_Task item_
Transcribe word for word the lines below from the line with "복원 및 PNG 저장" through the line with "let display = upscale_for_display(&img);", ends included.

☆ ☆ ☆ ☆

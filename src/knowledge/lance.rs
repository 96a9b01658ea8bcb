//! LanceDB Vector Store - 패시지 벡터 검색
//!
//! ANN (Approximate Nearest Neighbor) 검색으로 대용량 벡터에서도 빠른 검색을 지원합니다.
//! ref: https://lancedb.github.io/lancedb/

use std::path::Path;
use std::sync::Arc;

use anyhow::{Context, Result};
use arrow_array::{
    Array, FixedSizeListArray, Float32Array, Int32Array, RecordBatch, RecordBatchIterator,
    StringArray,
};
use arrow_schema::{DataType, Field, Schema};
use async_trait::async_trait;
use lancedb::connection::Connection;
use lancedb::query::{ExecutableQuery, QueryBase};

use super::vector::{VectorEntry, VectorHit, VectorStore, EMBEDDING_DIMENSION};

/// 벡터 테이블 이름
const TABLE_NAME: &str = "passages";

// ============================================================================
// LanceVectorStore
// ============================================================================

/// LanceDB 벡터 저장소 구현
///
/// Apache Arrow 기반 columnar 데이터베이스로 빠른 읽기/쓰기를 제공합니다.
pub struct LanceVectorStore {
    db: Connection,
}

impl LanceVectorStore {
    /// LanceDB 저장소 열기
    ///
    /// # Arguments
    /// * `path` - .lance 디렉토리 경로
    pub async fn open(path: &Path) -> Result<Self> {
        // 부모 디렉토리 생성
        if let Some(parent) = path.parent() {
            if !parent.exists() {
                tokio::fs::create_dir_all(parent)
                    .await
                    .context("Failed to create LanceDB directory")?;
            }
        }

        let path_str = path
            .to_str()
            .ok_or_else(|| anyhow::anyhow!("Invalid path encoding"))?;

        let db = lancedb::connect(path_str)
            .execute()
            .await
            .context("Failed to connect to LanceDB")?;

        Ok(Self { db })
    }

    /// 벡터 테이블 스키마 생성
    fn create_schema() -> Schema {
        Schema::new(vec![
            Field::new("passage_id", DataType::Utf8, false),
            Field::new("source_file", DataType::Utf8, false),
            Field::new("part_index", DataType::Int32, false),
            Field::new("text", DataType::Utf8, false),
            Field::new(
                "embedding",
                DataType::FixedSizeList(
                    Arc::new(Field::new("item", DataType::Float32, true)),
                    EMBEDDING_DIMENSION,
                ),
                false,
            ),
        ])
    }

    /// 엔트리들을 Arrow RecordBatch로 변환
    fn entries_to_batch(entries: &[VectorEntry]) -> Result<RecordBatch> {
        if entries.is_empty() {
            anyhow::bail!("Cannot create batch from empty entries");
        }

        let passage_ids: Vec<&str> = entries.iter().map(|e| e.passage_id.as_str()).collect();
        let source_files: Vec<&str> = entries.iter().map(|e| e.source_file.as_str()).collect();
        let part_indices: Vec<i32> = entries.iter().map(|e| e.part_index).collect();
        let texts: Vec<&str> = entries.iter().map(|e| e.text.as_str()).collect();

        // 임베딩을 FixedSizeList로 변환
        let embeddings_flat: Vec<f32> = entries
            .iter()
            .flat_map(|e| e.embedding.iter().copied())
            .collect();

        let values = Float32Array::from(embeddings_flat);
        let field = Arc::new(Field::new("item", DataType::Float32, true));
        let embeddings_list = FixedSizeListArray::try_new(
            field,
            EMBEDDING_DIMENSION,
            Arc::new(values) as Arc<dyn Array>,
            None,
        )
        .context("Failed to create embedding array")?;

        let batch = RecordBatch::try_new(
            Arc::new(Self::create_schema()),
            vec![
                Arc::new(StringArray::from(passage_ids)),
                Arc::new(StringArray::from(source_files)),
                Arc::new(Int32Array::from(part_indices)),
                Arc::new(StringArray::from(texts)),
                Arc::new(embeddings_list),
            ],
        )
        .context("Failed to create RecordBatch")?;

        Ok(batch)
    }

    /// 테이블 존재 여부 확인
    async fn table_exists(&self) -> bool {
        self.db
            .table_names()
            .execute()
            .await
            .map(|names| names.contains(&TABLE_NAME.to_string()))
            .unwrap_or(false)
    }
}

#[async_trait]
impl VectorStore for LanceVectorStore {
    async fn insert_batch(&self, entries: &[VectorEntry]) -> Result<usize> {
        if entries.is_empty() {
            return Ok(0);
        }

        let batch = Self::entries_to_batch(entries)?;
        let schema = batch.schema();
        let batches = RecordBatchIterator::new(vec![Ok(batch)], schema);

        if self.table_exists().await {
            // 기존 테이블에 추가
            let table = self
                .db
                .open_table(TABLE_NAME)
                .execute()
                .await
                .context("Failed to open table")?;

            table
                .add(batches)
                .execute()
                .await
                .context("Failed to add vectors to table")?;
        } else {
            // 새 테이블 생성
            self.db
                .create_table(TABLE_NAME, batches)
                .execute()
                .await
                .context("Failed to create table")?;
        }

        Ok(entries.len())
    }

    async fn search(&self, query_embedding: &[f32], limit: usize) -> Result<Vec<VectorHit>> {
        if !self.table_exists().await {
            return Ok(vec![]);
        }

        let table = self
            .db
            .open_table(TABLE_NAME)
            .execute()
            .await
            .context("Failed to open table for search")?;

        // 벡터 검색
        let results = table
            .vector_search(query_embedding.to_vec())
            .context("Failed to create vector search")?
            .limit(limit)
            .execute()
            .await
            .context("Failed to execute vector search")?;

        let mut hits = Vec::new();

        // RecordBatch 스트림에서 결과 추출
        use futures::TryStreamExt;
        let batches: Vec<RecordBatch> = results.try_collect().await?;

        for batch in batches {
            let passage_ids = batch
                .column_by_name("passage_id")
                .and_then(|c| c.as_any().downcast_ref::<StringArray>())
                .ok_or_else(|| anyhow::anyhow!("Missing passage_id column"))?;

            let source_files = batch
                .column_by_name("source_file")
                .and_then(|c| c.as_any().downcast_ref::<StringArray>())
                .ok_or_else(|| anyhow::anyhow!("Missing source_file column"))?;

            let part_indices = batch
                .column_by_name("part_index")
                .and_then(|c| c.as_any().downcast_ref::<Int32Array>())
                .ok_or_else(|| anyhow::anyhow!("Missing part_index column"))?;

            let texts = batch
                .column_by_name("text")
                .and_then(|c| c.as_any().downcast_ref::<StringArray>())
                .ok_or_else(|| anyhow::anyhow!("Missing text column"))?;

            // _distance 컬럼 (LanceDB가 자동 추가)
            let distances = batch
                .column_by_name("_distance")
                .and_then(|c| c.as_any().downcast_ref::<Float32Array>())
                .ok_or_else(|| anyhow::anyhow!("Missing _distance column"))?;

            for i in 0..batch.num_rows() {
                let distance = distances.value(i);
                // 거리를 유사도로 변환 (L2 거리 -> 유사도 근사)
                let similarity = 1.0 / (1.0 + distance);

                hits.push(VectorHit {
                    passage_id: passage_ids.value(i).to_string(),
                    source_file: source_files.value(i).to_string(),
                    part_index: part_indices.value(i),
                    text: texts.value(i).to_string(),
                    similarity,
                });
            }
        }

        Ok(hits)
    }

    async fn count(&self) -> Result<usize> {
        if !self.table_exists().await {
            return Ok(0);
        }

        let table = self
            .db
            .open_table(TABLE_NAME)
            .execute()
            .await
            .context("Failed to open table for count")?;

        let count = table.count_rows(None).await.context("Failed to count rows")?;
        Ok(count)
    }

    async fn clear(&self) -> Result<()> {
        if !self.table_exists().await {
            return Ok(());
        }

        self.db
            .drop_table(TABLE_NAME)
            .await
            .context("Failed to drop vector table")?;

        Ok(())
    }
}

// ============================================================================
// Tests
// ============================================================================

#[cfg(test)]
mod tests {
    use super::*;
    use tempfile::TempDir;

    fn create_test_entry(part_index: i32) -> VectorEntry {
        VectorEntry {
            passage_id: format!("passage-{}", part_index),
            source_file: "PlanoManejo.pdf".to_string(),
            part_index,
            text: format!("Trecho {} do plano de manejo", part_index),
            embedding: vec![0.1; EMBEDDING_DIMENSION as usize],
        }
    }

    #[tokio::test]
    async fn test_lance_store_basic() {
        let temp_dir = TempDir::new().unwrap();
        let lance_path = temp_dir.path().join("test.lance");

        let store = LanceVectorStore::open(&lance_path).await.unwrap();

        // 초기 상태
        assert_eq!(store.count().await.unwrap(), 0);

        // 삽입
        let entries = vec![create_test_entry(1), create_test_entry(2)];
        let inserted = store.insert_batch(&entries).await.unwrap();
        assert_eq!(inserted, 2);

        // 개수 확인
        assert_eq!(store.count().await.unwrap(), 2);
    }

    #[tokio::test]
    async fn test_lance_search() {
        let temp_dir = TempDir::new().unwrap();
        let lance_path = temp_dir.path().join("search_test.lance");

        let store = LanceVectorStore::open(&lance_path).await.unwrap();

        let entries = vec![
            create_test_entry(1),
            create_test_entry(2),
            create_test_entry(3),
        ];
        store.insert_batch(&entries).await.unwrap();

        let query = vec![0.1; EMBEDDING_DIMENSION as usize];
        let results = store.search(&query, 2).await.unwrap();

        assert!(!results.is_empty());
        assert!(results.len() <= 2);
        assert_eq!(results[0].source_file, "PlanoManejo.pdf");
    }

    #[tokio::test]
    async fn test_lance_clear() {
        let temp_dir = TempDir::new().unwrap();
        let lance_path = temp_dir.path().join("clear_test.lance");

        let store = LanceVectorStore::open(&lance_path).await.unwrap();

        store
            .insert_batch(&[create_test_entry(1), create_test_entry(2)])
            .await
            .unwrap();
        assert_eq!(store.count().await.unwrap(), 2);

        store.clear().await.unwrap();
        assert_eq!(store.count().await.unwrap(), 0);
    }
}
//! Maps - 트레일 지도 인덱스 및 픽셀 복원
//!
//! 지도 페이지 래스터를 정규화 픽셀 페이로드로 저장하고,
//! 키워드 스코어링으로 후보를 선별한 뒤 요청 시 이미지를 복원합니다.

pub mod index;
pub mod reconstruct;

pub use index::{MapIndex, DEFAULT_MAP_TOP_K};
pub use reconstruct::{reconstruct_image, upscale_for_display};

use chrono::{DateTime, Utc};

// ============================================================================
// Types
// ============================================================================

/// 이미지 추출 방식
#[derive(Debug, Clone, Copy, PartialEq, Eq)]
pub enum ExtractionMethod {
    /// PDF에 내장된 원본 이미지
    Embedded,
    /// 페이지 전체 렌더링
    Rendered,
}

impl ExtractionMethod {
    pub fn as_str(&self) -> &'static str {
        match self {
            ExtractionMethod::Embedded => "embutida",
            ExtractionMethod::Rendered => "renderizada",
        }
    }

    pub fn from_str(s: &str) -> Self {
        match s {
            "embutida" => ExtractionMethod::Embedded,
            _ => ExtractionMethod::Rendered,
        }
    }
}

/// 인덱싱된 지도 이미지 레코드
#[derive(Debug, Clone)]
pub struct ImageRecord {
    /// 레코드 ID (예: "Mapa_Trilhas_p3_i1")
    pub id: String,
    /// 원본 파일명
    pub source_file: String,
    /// 인덱스 루트 기준 상대 경로
    pub relative_path: String,
    /// 상위 폴더명
    pub folder: String,
    /// 페이지 번호 (1부터)
    pub page_number: i32,
    /// 페이지 내 이미지 순번 (1부터)
    pub image_index: i32,
    /// 정규화 전 원본 크기
    pub width: u32,
    pub height: u32,
    /// 추출 방식
    pub method: ExtractionMethod,
    /// 원본 파일 바이트 수
    pub byte_size: u64,
    /// 미리보기 (base64 JPEG, 1000자 절단)
    pub preview_b64: Option<String>,
    /// 스코어링 대상 텍스트
    pub doc_text: String,
    /// 정규화 픽셀 페이로드 (RGB, [0,1] f32)
    pub payload: Vec<f32>,
    pub created_at: DateTime<Utc>,
}

/// 스코어링된 지도 후보 (페이로드 미포함)
#[derive(Debug, Clone)]
pub struct MapCandidate {
    /// ImageRecord ID
    pub image_record_id: String,
    /// 표시용 이름 (원본 파일명)
    pub display_name: String,
    /// 페이지 번호
    pub page_number: i32,
    /// 키워드 관련도 점수
    pub relevance_score: u32,
    /// 추출 방식
    pub method: ExtractionMethod,
}
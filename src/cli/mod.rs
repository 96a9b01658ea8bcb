//! CLI 모듈
//!
//! tijuca-guia CLI 명령어 정의 및 구현

use std::io::Write as IoWrite;
use std::path::PathBuf;
use std::sync::Arc;

use anyhow::{bail, Context, Result};
use clap::{Parser, Subcommand};

use crate::config::AppConfig;
use crate::embedding::HttpEmbedding;
use crate::ingest;
use crate::knowledge::PassageRetriever;
use crate::llm::GroqChat;
use crate::maps::{reconstruct_image, upscale_for_display, MapCandidate, MapIndex};
use crate::pipeline::Guide;
use crate::weather::{WeatherApi, WeatherProvider};

/// 대화 세션 ID (CLI는 단일 세션)
const CLI_SESSION_ID: &str = "cli";

// ============================================================================
// CLI Definition
// ============================================================================

#[derive(Parser)]
#[command(name = "tijuca-guia")]
#[command(version, about = "Guia virtual do Parque Nacional da Tijuca", long_about = None)]
pub struct Cli {
    #[command(subcommand)]
    pub command: Commands,
}

#[derive(Subcommand)]
pub enum Commands {
    /// 대화형 가이드 시작
    Chat,

    /// 문서/지도 수집
    Ingest {
        #[command(subcommand)]
        target: IngestTarget,
    },

    /// 지식베이스 검색 (디버그용)
    Query {
        /// 검색 질의
        query: String,

        /// 결과 개수 제한
        #[arg(short, long, default_value = "5")]
        limit: usize,
    },

    /// 상태 확인
    Status,
}

#[derive(Subcommand)]
pub enum IngestTarget {
    /// PDF 문서 수집 (재귀)
    Docs {
        /// 문서 폴더 경로
        dir: PathBuf,
    },

    /// 지도 이미지 수집 (기존 인덱스 교체)
    Maps {
        /// 지도 폴더 경로
        dir: PathBuf,
    },
}

// ============================================================================
// CLI Runner
// ============================================================================

/// CLI 명령어 실행
pub async fn run(cli: Cli) -> Result<()> {
    match cli.command {
        Commands::Chat => cmd_chat().await,
        Commands::Ingest { target } => match target {
            IngestTarget::Docs { dir } => cmd_ingest_docs(&dir).await,
            IngestTarget::Maps { dir } => cmd_ingest_maps(&dir).await,
        },
        Commands::Query { query, limit } => cmd_query(&query, limit).await,
        Commands::Status => cmd_status().await,
    }
}

// ============================================================================
// Service construction
// ============================================================================

async fn build_retriever(config: &AppConfig) -> Result<PassageRetriever> {
    let embedder = Arc::new(
        HttpEmbedding::new(
            config.embeddings_base_url.clone(),
            config.embeddings_model.clone(),
        )
        .context("Falha ao criar cliente de embeddings")?,
    );
    PassageRetriever::with_data_dir(&config.data_dir, embedder)
        .await
        .context("Falha ao abrir a base de conhecimento")
}

fn open_map_index(config: &AppConfig) -> Result<MapIndex> {
    MapIndex::open(&config.data_dir.join("maps.db")).context("Falha ao abrir o índice de mapas")
}

async fn build_guide(config: &AppConfig) -> Result<Guide> {
    let Some(api_key) = config.groq_api_key.clone() else {
        bail!(
            "Chave de API não configurada.\n\n\
             Configure:\n  export GROQ_API_KEY=sua-chave\n\n\
             Obtenha uma chave em: https://console.groq.com"
        );
    };

    let llm = Arc::new(GroqChat::new(api_key).context("Falha ao criar cliente Groq")?);
    let retriever = Arc::new(build_retriever(config).await?);
    let maps = Arc::new(open_map_index(config)?);

    let weather: Option<Arc<dyn WeatherProvider>> = config
        .weather_api_key
        .as_ref()
        .map(|key| Arc::new(WeatherApi::new(key.clone())) as Arc<dyn WeatherProvider>);

    Ok(Guide::new(
        llm,
        retriever,
        maps,
        weather,
        config.capabilities(),
    ))
}

// ============================================================================
// Command Implementations
// ============================================================================

/// 대화형 가이드 (chat)
async fn cmd_chat() -> Result<()> {
    let config = AppConfig::from_env();
    let guide = build_guide(&config).await?;
    let map_index = open_map_index(&config)?;

    println!("=====================================================");
    println!("  Guia Virtual - Parque Nacional da Tijuca");
    println!("=====================================================");
    println!("Pergunte sobre trilhas, clima, história, fauna e flora.");
    println!("Comandos: 'sair' para encerrar, 'limpar' para nova conversa, 'ajuda' para ajuda.");
    println!();

    let stdin = std::io::stdin();
    loop {
        print!("Você: ");
        std::io::stdout().flush()?;

        let mut line = String::new();
        if stdin.read_line(&mut line)? == 0 {
            break; // EOF
        }
        let input = line.trim();

        if input.is_empty() {
            continue;
        }

        match input.to_lowercase().as_str() {
            "sair" => {
                println!("Até logo! Boa visita ao parque.");
                break;
            }
            "limpar" => {
                guide.reset_session(CLI_SESSION_ID).await;
                println!("[OK] Conversa reiniciada.");
                continue;
            }
            "ajuda" => {
                print_help();
                continue;
            }
            _ => {}
        }

        let reply = guide.process_query(CLI_SESSION_ID, input).await;

        println!();
        println!("Guia: {}", reply.answer);

        if !reply.citations.is_empty() {
            println!();
            println!("Fontes:");
            for citation in &reply.citations {
                println!("  - {} (Parte {})", citation.source_file, citation.part_index);
            }
        }

        if !reply.map_candidates.is_empty() {
            offer_maps(&map_index, &reply.map_candidates, &stdin)?;
        }

        println!();
    }

    Ok(())
}

fn print_help() {
    println!("Exemplos de perguntas:");
    println!("  - Como chegar ao Pico da Tijuca?");
    println!("  - Vai chover amanhã?");
    println!("  - Qual a história do parque?");
    println!();
    println!("Comandos: sair, limpar, ajuda");
}

/// 트레일 답변 후 지도 저장 제안
fn offer_maps(
    index: &MapIndex,
    candidates: &[MapCandidate],
    stdin: &std::io::Stdin,
) -> Result<()> {
    println!();
    println!("Mapas relacionados:");
    for (i, c) in candidates.iter().enumerate() {
        println!(
            "  {}. {} (Página {}) - relevância {}",
            i + 1,
            c.display_name,
            c.page_number,
            c.relevance_score
        );
    }
    print!("Deseja salvar algum mapa? Digite o número (ou Enter para continuar): ");
    std::io::stdout().flush()?;

    let mut line = String::new();
    stdin.read_line(&mut line)?;
    let choice = line.trim();
    if choice.is_empty() {
        return Ok(());
    }

    let Ok(n) = choice.parse::<usize>() else {
        println!("[!] Opção inválida.");
        return Ok(());
    };
    let Some(candidate) = n.checked_sub(1).and_then(|i| candidates.get(i)) else {
        println!("[!] Opção inválida.");
        return Ok(());
    };

    match save_map(index, candidate) {
        Ok(path) => println!("[OK] Mapa salvo em: {}", path.display()),
        Err(e) => println!("[!] Não foi possível salvar o mapa: {}", e),
    }

    Ok(())
}

/// 지도 복원 및 PNG 저장
fn save_map(index: &MapIndex, candidate: &MapCandidate) -> Result<PathBuf> {
    let payload = index
        .get_payload(&candidate.image_record_id)
        .context("Falha ao carregar os dados do mapa")?;

    let img = reconstruct_image(&candidate.image_record_id, &payload)
        .context("Falha ao reconstruir a imagem")?;
    let display = upscale_for_display(&img);

    let stem = candidate
        .display_name
        .rsplit_once('.')
        .map(|(s, _)| s)
        .unwrap_or(&candidate.display_name);
    let timestamp = chrono::Local::now().format("%Y%m%d_%H%M%S");
    let path = PathBuf::from(format!(
        "mapa_{}_p{}_{}.png",
        stem, candidate.page_number, timestamp
    ));

    display
        .save(&path)
        .with_context(|| format!("Falha ao salvar: {:?}", path))?;

    Ok(path)
}

/// 문서 수집 (ingest docs)
async fn cmd_ingest_docs(dir: &PathBuf) -> Result<()> {
    let config = AppConfig::from_env();
    let retriever = build_retriever(&config).await?;

    println!("[*] Coletando documentos em: {}", dir.display());

    let stats = ingest::ingest_docs(&retriever, dir)
        .await
        .context("Falha na ingestão de documentos")?;

    println!();
    println!(
        "[OK] Concluído: {} arquivos, {} trechos indexados, {} falhas",
        stats.files_processed, stats.passages_indexed, stats.files_failed
    );

    Ok(())
}

/// 지도 수집 (ingest maps)
async fn cmd_ingest_maps(dir: &PathBuf) -> Result<()> {
    let config = AppConfig::from_env();
    let index = open_map_index(&config)?;

    println!("[*] Coletando mapas em: {}", dir.display());
    println!("[*] O índice anterior será substituído.");

    let stats = ingest::ingest_maps(&index, dir)
        .await
        .context("Falha na ingestão de mapas")?;

    println!();
    println!(
        "[OK] Concluído: {} mapas indexados, {} falhas",
        stats.images_indexed, stats.images_failed
    );

    Ok(())
}

/// 검색 명령어 (query)
async fn cmd_query(query: &str, limit: usize) -> Result<()> {
    let config = AppConfig::from_env();
    let retriever = build_retriever(&config).await?;

    println!("[*] Buscando: \"{}\"", query);

    let results = match retriever.retrieve_top_k(query, limit).await {
        Ok(r) => r,
        Err(e) => {
            println!("\n[!] {}", e);
            return Ok(());
        }
    };

    if results.is_empty() {
        println!("\n[!] Nenhum resultado encontrado.");
        return Ok(());
    }

    println!("\n[OK] Resultados ({}):\n", results.len());

    for (i, result) in results.iter().enumerate() {
        println!(
            "{}. [similaridade: {:.4}] {} - Parte {}",
            i + 1,
            result.similarity,
            result.source_file,
            result.part_index
        );
        println!("   {}", truncate_text(&result.text, 200));
        println!();
    }

    Ok(())
}

/// 상태 명령어 (status)
async fn cmd_status() -> Result<()> {
    let config = AppConfig::from_env();
    let capabilities = config.capabilities();

    println!("tijuca-guia v{}", env!("CARGO_PKG_VERSION"));
    println!();
    println!("[*] Diretório de dados: {}", config.data_dir.display());

    if capabilities.generation {
        println!("[OK] GROQ_API_KEY: configurada");
    } else {
        println!("[!] GROQ_API_KEY: ausente (respostas indisponíveis)");
    }

    if capabilities.weather {
        println!("[OK] WEATHER_API_KEY: configurada");
    } else {
        println!("[!] WEATHER_API_KEY: ausente (clima indisponível)");
    }

    println!(
        "[*] Embeddings: {} ({})",
        config.embeddings_base_url, config.embeddings_model
    );

    // 저장소 통계
    match build_retriever(&config).await {
        Ok(retriever) => match retriever.stats().await {
            Ok(stats) => {
                println!();
                println!("[*] Base de conhecimento:");
                println!("    Trechos: {}", stats.store.passage_count);
                println!("    Documentos: {}", stats.store.source_file_count);
                println!(
                    "    Texto total: {}",
                    format_bytes(stats.store.total_text_bytes)
                );
                println!("    Vetores: {}", stats.vector_count);
            }
            Err(e) => println!("[!] Falha ao ler estatísticas: {}", e),
        },
        Err(e) => println!("[!] {}", e),
    }

    match open_map_index(&config) {
        Ok(index) => {
            let count = index.count().unwrap_or(0);
            println!("[*] Mapas indexados: {}", count);
        }
        Err(e) => println!("[!] {}", e),
    }

    Ok(())
}

// ============================================================================
// Helpers
// ============================================================================

/// 텍스트 절단 (문자 단위)
fn truncate_text(text: &str, max_chars: usize) -> String {
    let text = text.replace('\n', " ");
    if text.chars().count() <= max_chars {
        text
    } else {
        let truncated: String = text.chars().take(max_chars).collect();
        format!("{}...", truncated)
    }
}

/// 바이트 수를 사람이 읽기 좋은 형식으로
fn format_bytes(bytes: usize) -> String {
    const UNITS: [&str; 4] = ["B", "KB", "MB", "GB"];
    let mut size = bytes as f64;
    let mut unit = 0;

    while size >= 1024.0 && unit < UNITS.len() - 1 {
        size /= 1024.0;
        unit += 1;
    }

    if unit == 0 {
        format!("{} {}", bytes, UNITS[unit])
    } else {
        format!("{:.1} {}", size, UNITS[unit])
    }
}

// ============================================================================
// Tests
// ============================================================================

#[cfg(test)]
mod tests {
    use super::*;

    #[test]
    fn test_truncate_text() {
        assert_eq!(truncate_text("curto", 10), "curto");
        assert_eq!(truncate_text("0123456789ABC", 10), "0123456789...");
        assert_eq!(truncate_text("com\nquebra", 20), "com quebra");
    }

    #[test]
    fn test_format_bytes() {
        assert_eq!(format_bytes(512), "512 B");
        assert_eq!(format_bytes(2048), "2.0 KB");
        assert_eq!(format_bytes(5 * 1024 * 1024), "5.0 MB");
    }
}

☆ ☆ ☆ ☆

_Solution to the problem_
/// 지도 복원 및 PNG 저장
fn save_map(index: &MapIndex, candidate: &MapCandidate) -> Result<PathBuf> {
    let payload = index
        .get_payload(&candidate.image_record_id)
        .context("Falha ao carregar os dados do mapa")?;

    let img = reconstruct_image(&candidate.image_record_id, &payload)
        .context("Falha ao reconstruir a imagem")?;
    let display = upscale_for_display(&img);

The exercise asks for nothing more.